You say you helped your dsd to buy Father's Day cards, which suggests your dsd still needs reminding to buy cards and presents and probably, no one has thought to tell her. It's lovely that you did that for her/ her dad and step dad, but I guess others are not so thoughtful. Also, does she have her own money? I guess it would be weird for her mum to help her buy you a card, so if anyone did, it should have been your dh. Do you have other children?

madbengal Sun 10-Mar-13 18:54:59

Step mum's day is 16th May if that helps

theoriginalandbestrookie Sun 10-Mar-13 18:58:20

Ah I didn't realise there was an actual step mums day. That's even better.

2rebecca Germany Sun 10-Mar-13 19:14:00

I'm a stepmum and have never expected anything from my stepkids. I'm pleased when they remember my husband on father's day but they have a mum and it's not me. My mum is dead but if my fathe remarried I would never send my stepmother a mother's day card. You only have one mother (unless adopted or mother died very young in which case I appreciate you may feel another woman has taken on the mothering role)

buttons99 Sun 10-Mar-13 19:24:29

I am a step mum with DSC that live with me and see their Mum very occasionally. I find it very hurtful that she gets cards etc and I don't. She is Mum in name and I am Mum in every other aspect. There are step mum cards, and for someone who is like a Mother cards and infact a Thank You card would suffice. My 3 DC buy there own Dad and my Dh (their SD) cards and gifts for Fathers day and it hurts that despite all I give it isn't appreciated (or thats how it feels anyway) If they lived with their Mum it would obviously be her that got the cards etc but they don't. Maybe it is a loyalty thing or just a not thought about thing but it hurts ALOT.

2rebecca Germany Sun 10-Mar-13 19:27:07

You aren't their mum though. Youre the woman they live with because you are married to their dad.

riverboat Sun 10-Mar-13 19:31:39

I'm also a step-mum, and DSS has never given me any sort of card/present/recognition on Mother's Day. But this is OK with me, because I don't see myself as having a mothering role towards him. I feel more like an aunt or godmother or something, but definitely not as though I am in a mothering-type role - maybe this would be different though if he was here more than EOW/holidays.
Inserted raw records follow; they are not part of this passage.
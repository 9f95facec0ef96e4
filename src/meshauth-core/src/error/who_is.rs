use crate::error::reqwest::WrappedReqwestError;
use thiserror::Error;

/// Failure reported by an identity oracle for a single lookup.
#[derive(Error, Debug)]
pub enum WhoIsError {
    #[error("no peer is known at {0}")]
    UnknownPeer(String),

    #[error("peer at {0} is not authenticated")]
    Unauthenticated(String),

    #[error("identity oracle returned status {status} for {address}: {body}")]
    UnexpectedStatus {
        address: String,
        status: u16,
        body: String,
    },

    #[error("failed to reach the identity oracle")]
    Transport(#[source] WrappedReqwestError),

    #[error("identity oracle returned an unreadable response")]
    InvalidResponse(#[source] WrappedReqwestError),

    #[error("identity oracle response for {0} has no node")]
    MissingNode(String),

    #[error("identity oracle response for {0} has no computed name")]
    MissingComputedName(String),
}
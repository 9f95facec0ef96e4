use crate::lib::environment::Environment;
use crate::lib::error::MeshAuthResult;
use anyhow::Context;
use clap::Parser;
use meshauth_core::resolver::{PeerResolver, RequestContext};
use std::path::PathBuf;
use tokio::runtime::Runtime;

/// Shows the identity the mesh reports for a peer.
#[derive(Parser)]
pub struct WhoIsOpts {
    /// IP address or hostname of the peer.
    host: String,

    /// Port of the peer's connection.
    port: u16,

    /// Answer from a JSON file mapping `host:port` to identities instead of asking the mesh daemon.
    #[arg(long)]
    fixture: Option<PathBuf>,
}

pub fn exec(env: &Environment, opts: WhoIsOpts) -> MeshAuthResult {
    let resolver = PeerResolver::new(env.new_oracle(opts.fixture.as_deref())?, env.get_logger());
    let ctx = RequestContext::background().with_timeout(env.get_config().oracle.lookup_timeout);

    let runtime = Runtime::new().context("Unable to create a runtime")?;
    let identity = runtime.block_on(resolver.resolve_peer(&ctx, &opts.host, opts.port))?;

    println!("{}", serde_json::to_string_pretty(&identity)?);
    Ok(())
}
DSS shows me recognition in other ways throughout the year, e.g; sweetly thought out birthday presents / pictures with my name on etc. The more I think about it, the more I'd feel quite weird if he got me a mother's day gift or card.

But that's not to say I think YABU...it's a thankless task sometimes being a stepmother, and while I don't think mother's day is necessarily the best time for stepmothers to get their role recognised, I can completely understand why it ends up being the day where the constant LACK of recognition hurts the most.

SorrelForbes Sun 10-Mar-13 19:34:24

I'm a stepmum to two teenage DCs. I don't expect anything on Mothering Sunday primarily because they don't send me or DH anything to mark any other type of event (e.g. birthdays, Christmas, Father's day) for at least four years. This is for two reasons. 1. They're teenagers and have their minds on far more important things and 2) their mum wouldn't approve (nope, I wasn't the OW before anyone asks) as they are not meant to 'like' us.

Does it hurt? After working fifteen hour days to pay for activities, holidays etc and cooking and cleaning for them on a regular basis, I guess that it does a little as it would be nice to have some sort of recognition. We are all off on holiday soon and I doubt I'll get more than a grudging thank you thrown over their shoulder as we drop them home at the end of the fortnight. TBH, I try not to dwell on it all too much as it bad feelings on my part could cloud our (fairly good in all other ways) relationship.

A close friend has two DCs who are under 10 and has received a card from them for the last four years. I think there are so many reasons and variables behind receiving or not receiving a card on this type of occasion.